//! Async driver around the single-threaded engine.
//!
//! One tokio task owns the `Session`. Commands, auth changes and scheduler
//! deadlines are handled one at a time inside a `select!` loop, and every
//! handled event publishes a fresh snapshot on a watch channel.

use crate::clock::Clock;
use crate::config::EngineConfig;
use crate::engine::EngineDeps;
use crate::error::EngineError;
use crate::models::{DayReport, EngineSnapshot, Task, TaskDraft, TaskId, UserId, Visibility};
use crate::session::{AuthProvider, Session};
use std::sync::Arc;
use std::time::Duration;
use tokio::sync::{mpsc, oneshot, watch};
use tokio::task::JoinHandle;
use tracing::{debug, info, warn};

type Reply<T> = oneshot::Sender<Result<T, EngineError>>;

#[derive(Debug)]
pub enum Command {
    Start { task_id: TaskId, reply: Reply<()> },
    Stop { reply: Reply<()> },
    CompleteDay { reply: Reply<DayReport> },
    SaveTask { draft: TaskDraft, reply: Reply<Task> },
    DeleteTask { task_id: TaskId, reply: Reply<()> },
    SetVisibility { visibility: Visibility, reply: Reply<()> },
    Shutdown { reply: Reply<()> },
}

/// Cloneable front door to the engine task
#[derive(Clone)]
pub struct EngineHandle {
    tx: mpsc::UnboundedSender<Command>,
    snapshots: watch::Receiver<Option<EngineSnapshot>>,
}

impl EngineHandle {
    async fn request<T>(
        &self,
        build: impl FnOnce(Reply<T>) -> Command,
    ) -> Result<T, EngineError> {
        let (reply, rx) = oneshot::channel();
        self.tx.send(build(reply)).map_err(|_| EngineError::Closed)?;
        rx.await.map_err(|_| EngineError::Closed)?
    }

    pub async fn start(&self, task_id: TaskId) -> Result<(), EngineError> {
        self.request(|reply| Command::Start { task_id, reply }).await
    }

    pub async fn stop(&self) -> Result<(), EngineError> {
        self.request(|reply| Command::Stop { reply }).await
    }

    pub async fn complete_day(&self) -> Result<DayReport, EngineError> {
        self.request(|reply| Command::CompleteDay { reply }).await
    }

    pub async fn save_task(&self, draft: TaskDraft) -> Result<Task, EngineError> {
        self.request(|reply| Command::SaveTask { draft, reply }).await
    }

    pub async fn delete_task(&self, task_id: TaskId) -> Result<(), EngineError> {
        self.request(|reply| Command::DeleteTask { task_id, reply }).await
    }

    pub async fn set_visibility(&self, visibility: Visibility) -> Result<(), EngineError> {
        self.request(|reply| Command::SetVisibility { visibility, reply }).await
    }

    /// Suspend-style exit: a running timer is recorded as suspended
    pub async fn shutdown(&self) -> Result<(), EngineError> {
        self.request(|reply| Command::Shutdown { reply }).await
    }

    /// Latest published snapshot (None while signed out)
    pub fn snapshot(&self) -> Option<EngineSnapshot> {
        self.snapshots.borrow().clone()
    }

    pub fn subscribe(&self) -> watch::Receiver<Option<EngineSnapshot>> {
        self.snapshots.clone()
    }
}

/// Spawn the engine task on the current tokio runtime.
pub fn spawn(
    deps: EngineDeps,
    config: EngineConfig,
    auth: &dyn AuthProvider,
) -> (EngineHandle, JoinHandle<()>) {
    let clock = Arc::clone(&deps.clock);
    let mut session = Session::new(deps, config);
    let mut auth_rx = auth.subscribe();
    let initial: Option<UserId> = auth_rx.borrow_and_update().clone();
    session.switch_user(initial);

    let (tx, rx) = mpsc::unbounded_channel();
    let (snapshot_tx, snapshot_rx) = watch::channel(session.snapshot());
    let join = tokio::spawn(drive(session, rx, auth_rx, snapshot_tx, clock));
    (
        EngineHandle {
            tx,
            snapshots: snapshot_rx,
        },
        join,
    )
}

async fn drive(
    mut session: Session,
    mut rx: mpsc::UnboundedReceiver<Command>,
    mut auth_rx: watch::Receiver<Option<UserId>>,
    snapshot_tx: watch::Sender<Option<EngineSnapshot>>,
    clock: Arc<dyn Clock>,
) {
    let mut auth_open = true;
    info!("[SERVICE] Engine task started");
    loop {
        let deadline = session.next_deadline_ms();
        tokio::select! {
            cmd = rx.recv() => match cmd {
                Some(cmd) => {
                    if !handle(&mut session, &snapshot_tx, cmd) {
                        break;
                    }
                }
                None => {
                    debug!("[SERVICE] All handles dropped, shutting down");
                    session.shutdown();
                    break;
                }
            },
            changed = auth_rx.changed(), if auth_open => {
                if changed.is_err() {
                    warn!("[SERVICE] Auth provider closed, keeping current session");
                    auth_open = false;
                } else {
                    let user = auth_rx.borrow_and_update().clone();
                    session.switch_user(user);
                }
            }
            _ = sleep_until(deadline, clock.as_ref()) => {
                session.run_due();
            }
        }
        snapshot_tx.send_replace(session.snapshot());
    }
    info!("[SERVICE] Engine task stopped");
}

async fn sleep_until(deadline_ms: Option<i64>, clock: &dyn Clock) {
    match deadline_ms {
        Some(deadline) => {
            let wait = deadline.saturating_sub(clock.now_millis()).max(0);
            tokio::time::sleep(Duration::from_millis(wait as u64)).await;
        }
        None => std::future::pending::<()>().await,
    }
}

/// Reply only after the snapshot reflecting the command is published
fn respond<T>(
    session: &Session,
    snapshots: &watch::Sender<Option<EngineSnapshot>>,
    reply: Reply<T>,
    result: Result<T, EngineError>,
) {
    snapshots.send_replace(session.snapshot());
    let _ = reply.send(result);
}

/// Apply one command. Returns false once the engine has shut down.
fn handle(
    session: &mut Session,
    snapshots: &watch::Sender<Option<EngineSnapshot>>,
    cmd: Command,
) -> bool {
    match cmd {
        Command::Start { task_id, reply } => {
            let result = session.engine_mut().and_then(|e| e.start(task_id));
            respond(session, snapshots, reply, result);
        }
        Command::Stop { reply } => {
            let result = session.engine_mut().and_then(|e| e.stop());
            respond(session, snapshots, reply, result);
        }
        Command::CompleteDay { reply } => {
            let result = session.engine_mut().map(|e| e.complete_day());
            respond(session, snapshots, reply, result);
        }
        Command::SaveTask { draft, reply } => {
            let result = session.engine_mut().and_then(|e| e.save_task(draft));
            respond(session, snapshots, reply, result);
        }
        Command::DeleteTask { task_id, reply } => {
            let result = session.engine_mut().and_then(|e| e.delete_task(task_id));
            respond(session, snapshots, reply, result);
        }
        Command::SetVisibility { visibility, reply } => {
            let result = session.engine_mut().map(|e| e.set_visibility(visibility));
            respond(session, snapshots, reply, result);
        }
        Command::Shutdown { reply } => {
            session.shutdown();
            respond(session, snapshots, reply, Ok(()));
            return false;
        }
    }
    true
}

## [TASK ITEM]
Where a line of the material holds the word "warn", copy that line.

## [RESULT OF THIS EXERCISE]
use tracing::{debug, info, warn};
                    warn!("[SERVICE] Auth provider closed, keeping current session");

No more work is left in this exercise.